D_dual = Diagram(:Duality)
add_object!(D_dual, :Data; kind=:messages)
add_object!(D_dual, :Relation; kind=:relation)
Σ(D_dual, :Data; along=:Relation, reducer=:sum, name=:aggregated)
Δ(D_dual, :Data; along=:Relation, name=:completed)
compiled_dual = compile_to_callable(D_dual)
data = Dict(:a => 10, :b => nothing, :c => 30)
rel = Dict(:x => [:a, :b], :y => [:b, :c])
result_dual = FunctorFlow.run(compiled_dual, Dict(:Data => data, :Relation => rel))
println("Left Kan Σ (sum): ", result_dual.values[:aggregated])

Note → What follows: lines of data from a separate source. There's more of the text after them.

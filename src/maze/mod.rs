//! Maze model and generation
//!
//! The model is pure data; the generator is the only thing that mutates it.

pub mod generator;
pub mod grid;

pub use generator::MazeGenerator;
pub use grid::{Cell, Direction, Maze};
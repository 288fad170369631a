//! Maze-to-geometry compilation
//!
//! Turns a finished maze into the static rectangles a physics world needs:
//! one thin wall per closed cell boundary, four viewport edges, the goal
//! square in the bottom-right cell and the ball spawn in the top-left cell.
//! Compilation is a pure function of its inputs.

use glam::Vec2;
use serde::{Deserialize, Serialize};

use crate::consts::*;
use crate::engine::BodyTag;
use crate::error::MazeError;
use crate::maze::Maze;

/// Pixel extent of the playing field
#[derive(Debug, Clone, Copy, PartialEq, Serialize, Deserialize)]
pub struct Viewport {
    pub width: f32,
    pub height: f32,
}

impl Viewport {
    pub fn new(width: f32, height: f32) -> Self {
        Self { width, height }
    }

    /// Pixels per cell when `cells` columns span the width
    pub fn unit_length(&self, cells: usize) -> f32 {
        self.width / cells as f32
    }
}

/// A static rectangle descriptor
#[derive(Debug, Clone, PartialEq, Serialize, Deserialize)]
pub struct Obstacle {
    /// Center position (pixels)
    pub center: Vec2,
    pub width: f32,
    pub height: f32,
    pub tag: BodyTag,
    /// Static at spawn; walls may later be released by the session
    pub is_static: bool,
}

impl Obstacle {
    fn fixed(center: Vec2, width: f32, height: f32, tag: BodyTag) -> Self {
        Self {
            center,
            width,
            height,
            tag,
            is_static: true,
        }
    }

    /// True if `point` lies strictly inside the rectangle
    pub fn contains(&self, point: Vec2) -> bool {
        let d = (point - self.center).abs();
        d.x < self.width / 2.0 && d.y < self.height / 2.0
    }
}

/// Where and how big the ball starts
#[derive(Debug, Clone, Copy, PartialEq, Serialize, Deserialize)]
pub struct BallSpawn {
    pub center: Vec2,
    pub radius: f32,
}

/// Everything the session hands to the physics world
#[derive(Debug, Clone, PartialEq, Serialize, Deserialize)]
pub struct Layout {
    pub viewport: Viewport,
    pub unit_length: f32,
    /// Viewport edges (top, bottom, left, right)
    pub boundaries: Vec<Obstacle>,
    /// Closed horizontal boundaries first, then closed vertical boundaries
    pub walls: Vec<Obstacle>,
    pub goal: Obstacle,
    pub ball: BallSpawn,
}

impl Layout {
    /// All rectangles: boundaries, walls, then the goal
    pub fn obstacles(&self) -> impl Iterator<Item = &Obstacle> {
        self.boundaries
            .iter()
            .chain(self.walls.iter())
            .chain(std::iter::once(&self.goal))
    }
}

/// Compile `maze` into obstacles sized to `unit_length` pixels per cell
///
/// Fails with [`MazeError::InvalidConfiguration`] if `unit_length` or either
/// viewport dimension is not a positive finite number.
pub fn compile(maze: &Maze, viewport: Viewport, unit_length: f32) -> Result<Layout, MazeError> {
    if !(unit_length.is_finite() && unit_length > 0.0) {
        return Err(MazeError::invalid(format!(
            "unit length must be positive, got {}",
            unit_length
        )));
    }
    if !(viewport.width.is_finite() && viewport.width > 0.0)
        || !(viewport.height.is_finite() && viewport.height > 0.0)
    {
        return Err(MazeError::invalid(format!(
            "viewport must be positive, got {}x{}",
            viewport.width, viewport.height
        )));
    }

    let u = unit_length;
    let mut walls = Vec::with_capacity(maze.closed_boundaries());

    for (row, line) in maze.horizontals().iter().enumerate() {
        for (col, &open) in line.iter().enumerate() {
            if open {
                continue;
            }
            let center = Vec2::new(col as f32 * u + u / 2.0, row as f32 * u + u);
            walls.push(Obstacle::fixed(center, u, WALL_THICKNESS, BodyTag::Wall));
        }
    }

    for (row, line) in maze.verticals().iter().enumerate() {
        for (col, &open) in line.iter().enumerate() {
            if open {
                continue;
            }
            let center = Vec2::new(col as f32 * u + u, row as f32 * u + u / 2.0);
            walls.push(Obstacle::fixed(center, WALL_THICKNESS, u, BodyTag::Wall));
        }
    }

    let Viewport { width, height } = viewport;
    let boundaries = vec![
        Obstacle::fixed(
            Vec2::new(width / 2.0, 0.0),
            width,
            BOUNDARY_THICKNESS,
            BodyTag::Boundary,
        ),
        Obstacle::fixed(
            Vec2::new(width / 2.0, height),
            width,
            BOUNDARY_THICKNESS,
            BodyTag::Boundary,
        ),
        Obstacle::fixed(
            Vec2::new(0.0, height / 2.0),
            BOUNDARY_THICKNESS,
            height,
            BodyTag::Boundary,
        ),
        Obstacle::fixed(
            Vec2::new(width, height / 2.0),
            BOUNDARY_THICKNESS,
            height,
            BodyTag::Boundary,
        ),
    ];

    let goal_size = u * GOAL_SCALE;
    let goal = Obstacle::fixed(
        Vec2::new(width - u / 2.0, height - u / 2.0),
        goal_size,
        goal_size,
        BodyTag::Goal,
    );

    let ball = BallSpawn {
        center: Vec2::new(u / 2.0, u / 2.0),
        radius: u * BALL_RADIUS_SCALE,
    };

    log::debug!(
        "Compiled {} walls for {}x{} maze at {} px/cell",
        walls.len(),
        maze.cells(),
        maze.cells(),
        u
    );

    Ok(Layout {
        viewport,
        unit_length: u,
        boundaries,
        walls,
        goal,
        ball,
    })
}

println("Right Kan Δ (first_non_null): ", result_dual.values[:completed])Left Kan Σ (sum): Dict(:y => 30, :x => 10)
Right Kan Δ (first_non_null): Dict{Any, Any}(:y => 30, :x => 10)
The Σ operator sums available values per target group, while Δ fills in missing values from compatible neighbors. Together, they form the predict-and-repair duality at the heart of FunctorFlow’s architectural patterns.